DATASET ENTRIES →

- - -

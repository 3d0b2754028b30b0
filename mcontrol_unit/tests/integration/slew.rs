//! Nominal slews: arrival, taper, polarity and the operator scale.

use std::sync::Arc;
use std::time::Duration;

use mcontrol_common::angle::{AngleConfig, CookedAngle, RawAngle, UserAngle};
use mcontrol_common::controller::ControllerConfig;
use mcontrol_hal::SimAxisConfig;
use mcontrol_unit::{CancelToken, SlewError, SlewOutcome};

use super::{angles, duties, ends_stopped, rig, rig_with, sim, tuning};

#[test]
fn slew_forward_arrives_within_tolerance() {
    let rig = rig(sim(90.0));
    let outcome = rig
        .controller
        .slew(CookedAngle::new(150.0), &CancelToken::new())
        .unwrap();

    let SlewOutcome::Arrived { position } = outcome else {
        panic!("expected arrival, got {outcome:?}");
    };
    assert!((position - CookedAngle::new(150.0)).abs() <= 0.1);
    assert!((rig.axis.position() - CookedAngle::new(150.0)).abs() <= 0.1);

    let commands = rig.axis.commands();
    assert!(ends_stopped(&commands));
    for duty in duties(&commands) {
        assert!((15.0..=30.0).contains(&duty), "duty {duty} out of bounds");
    }
}

#[test]
fn slew_backward_uses_negative_duty() {
    let rig = rig(sim(200.0));
    let outcome = rig
        .controller
        .slew(CookedAngle::new(120.0), &CancelToken::new())
        .unwrap();
    assert!(outcome.is_arrived());
    assert!(duties(&rig.axis.commands()).iter().all(|d| *d < 0.0));
}

#[test]
fn already_at_target_issues_no_motor_commands() {
    let rig = rig(sim(90.0));
    let outcome = rig
        .controller
        .slew(CookedAngle::new(90.05), &CancelToken::new())
        .unwrap();
    assert!(outcome.is_arrived());
    assert!(rig.axis.commands().is_empty());
}

#[test]
fn duty_tapers_toward_min_near_target() {
    let rig = rig(sim(90.0));
    rig.controller
        .slew(CookedAngle::new(150.0), &CancelToken::new())
        .unwrap();

    let duties = duties(&rig.axis.commands());
    assert_eq!(duties.first().copied(), Some(30.0));
    assert_eq!(duties.last().copied(), Some(15.0));
    // Monotonically non-increasing on a straight approach.
    assert!(duties.windows(2).all(|w| w[1] <= w[0] + 1e-12));
}

#[test]
fn inverted_polarity_compensates_reversed_wiring() {
    let config = ControllerConfig {
        invert_motor_polarity: true,
        ..tuning()
    };
    let rig = rig_with(
        SimAxisConfig {
            reversed_wiring: true,
            ..sim(90.0)
        },
        config,
        angles(),
    );
    let outcome = rig
        .controller
        .slew(CookedAngle::new(130.0), &CancelToken::new())
        .unwrap();
    assert!(outcome.is_arrived());
    // Forward cooked motion is commanded with negative duty.
    assert!(duties(&rig.axis.commands()).iter().all(|d| *d < 0.0));
}

#[test]
fn slew_user_applies_user_origin() {
    let rig = rig(sim(90.0));
    let outcome = rig
        .controller
        .slew_user(UserAngle::new(100.0), &CancelToken::new())
        .unwrap();
    assert!((outcome.position() - CookedAngle::new(120.0)).abs() <= 0.1);
    let user = rig.controller.user_angle().unwrap();
    assert!((user - UserAngle::new(100.0)).abs() <= 0.1);
}

#[test]
fn park_slews_to_park_position() {
    let rig = rig(sim(250.0));
    let outcome = rig.controller.park(&CancelToken::new()).unwrap();
    assert!((outcome.position() - CookedAngle::new(180.0)).abs() <= 0.1);
}

#[test]
fn arrives_with_linearized_sensor() {
    let angles = Arc::new(
        AngleConfig::new(RawAngle::new(230.0))
            .with_linearization(&[1.5, -0.8, 0.3, 0.2])
            .unwrap()
            .with_safe_limits(CookedAngle::new(350.0), CookedAngle::new(10.0))
            .unwrap(),
    );
    let rig = rig_with(sim(40.0), tuning(), angles);
    let outcome = rig
        .controller
        .slew(CookedAngle::new(75.0), &CancelToken::new())
        .unwrap();
    assert!(outcome.is_arrived());
    assert!((rig.axis.position() - CookedAngle::new(75.0)).abs() <= 0.1 + 1e-6);
}

#[test]
fn consecutive_slews_reuse_controller() {
    let rig = rig(sim(90.0));
    let cancel = CancelToken::new();
    rig.controller.slew(CookedAngle::new(110.0), &cancel).unwrap();
    rig.controller.slew(CookedAngle::new(60.0), &cancel).unwrap();
    assert!((rig.axis.position() - CookedAngle::new(60.0)).abs() <= 0.1);
    assert!(!rig.controller.is_slewing());
}

#[test]
fn overshooting_every_loop_fails_as_hunting() {
    // 15% of 20°/s for 100 ms moves 0.3°, more than twice the tolerance.
    let config = ControllerConfig {
        loop_delay: Duration::from_millis(100),
        max_reversals: 5,
        ..tuning()
    };
    let rig = rig_with(sim(90.0), config, angles());
    let err = rig
        .controller
        .slew(CookedAngle::new(90.45), &CancelToken::new())
        .unwrap_err();

    let SlewError::Hunting { position, reversals } = err else {
        panic!("expected hunting, got {err:?}");
    };
    assert_eq!(reversals, 6);
    assert!((position - CookedAngle::new(90.45)).abs() < 0.2);
    assert!(!err.is_rejection());
    assert!(ends_stopped(&rig.axis.commands()));
    assert!(rig.axis.elapsed() < Duration::from_secs(5));
    assert!(!rig.controller.is_slewing());
}
//! Duty taper.
//!
//! Full `max_duty` while the target is farther than `accel_angle`, then a
//! linear ramp proportional to the remaining distance, floored at
//! `min_duty` so the axis keeps moving against friction.
//!
//! ```text
//!  duty
//!   max ┤──────────╮
//!       │           ╲
//!   min ┤            ╰──┤
//!       └───────────────┴──▶ |delta|
//!                    accel  0
//! ```

use mcontrol_common::angle::Degrees;
use mcontrol_common::controller::ControllerConfig;

/// Unsigned duty magnitude for a remaining distance of `distance` degrees.
#[inline]
pub fn duty_magnitude(distance: Degrees, config: &ControllerConfig) -> f64 {
    if config.accel_angle <= 0.0 {
        return config.max_duty;
    }
    (config.max_duty * distance.abs() / config.accel_angle)
        .min(config.max_duty)
        .max(config.min_duty)
}

/// Signed duty for `delta = target - current`, with motor polarity applied.
#[inline]
pub fn slew_duty(delta: Degrees, config: &ControllerConfig) -> f64 {
    let signed = duty_magnitude(delta, config).copysign(delta);
    if config.invert_motor_polarity {
        -signed
    } else {
        signed
    }
}
//! # Hermes Server
//!
//! Publishes services as endpoints and handles their calls.
//!
//! An [`Environment`] owns the metric registry and validator shared by all
//! endpoints. [`Environment::publish_endpoint`] turns an [`EndpointBuilder`]
//! into an [`Endpoint`]: it assembles the invoker pipeline from the service's
//! declared policies and installs the authentication gate when requested.
//!
//! The transport decodes each request into an
//! [`InboundCall`](hermes_core::InboundCall) and hands it to
//! [`Endpoint::handle`] (synchronous) or [`Endpoint::call`] (async, on the
//! blocking pool). The resulting [`CallOutcome`] carries the reply, the fault
//! or the rejection to encode.
//!
//! ## Example
//!
//! ```
//! use hermes_core::fixtures::{self, RecordingSessionFactory};
//! use hermes_core::{Argument, InboundCall, MethodIdentity};
//! use hermes_server::{EndpointBuilder, Environment};
//! use std::sync::Arc;
//!
//! let environment = Environment::new("/soap");
//! let (_, descriptor) = fixtures::person_service().unwrap();
//! let endpoint = environment
//!     .publish_endpoint(
//!         EndpointBuilder::new("people", descriptor)
//!             .session_factory(Arc::new(RecordingSessionFactory::new())),
//!     )
//!     .unwrap();
//!
//! let call = InboundCall::new(
//!     MethodIdentity::new("echo").param::<String>(),
//!     vec![Argument::value(String::from("hello"))],
//! );
//! let outcome = endpoint.handle(call);
//! assert_eq!(outcome.reply().unwrap().downcast_ref::<String>().unwrap(), "hello");
//! ```

#![doc(html_root_url = "https://docs.rs/hermes-server/0.1.0")]
#![warn(missing_docs)]
#![forbid(unsafe_code)]

mod builder;
mod endpoint;
mod environment;

pub use builder::{EndpointBuilder, LOCAL_TRANSPORT_PREFIX};
pub use endpoint::{CallOutcome, Endpoint};
pub use environment::Environment;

- - -

WORK TASK →
Wherever the word "EndpointBuilder" occurs in a line of the listing, copy that line.

ANSWER BOX →
//! endpoints. [`Environment::publish_endpoint`] turns an [`EndpointBuilder`]
//! use hermes_server::{EndpointBuilder, Environment};
//!         EndpointBuilder::new("people", descriptor)
pub use builder::{EndpointBuilder, LOCAL_TRANSPORT_PREFIX};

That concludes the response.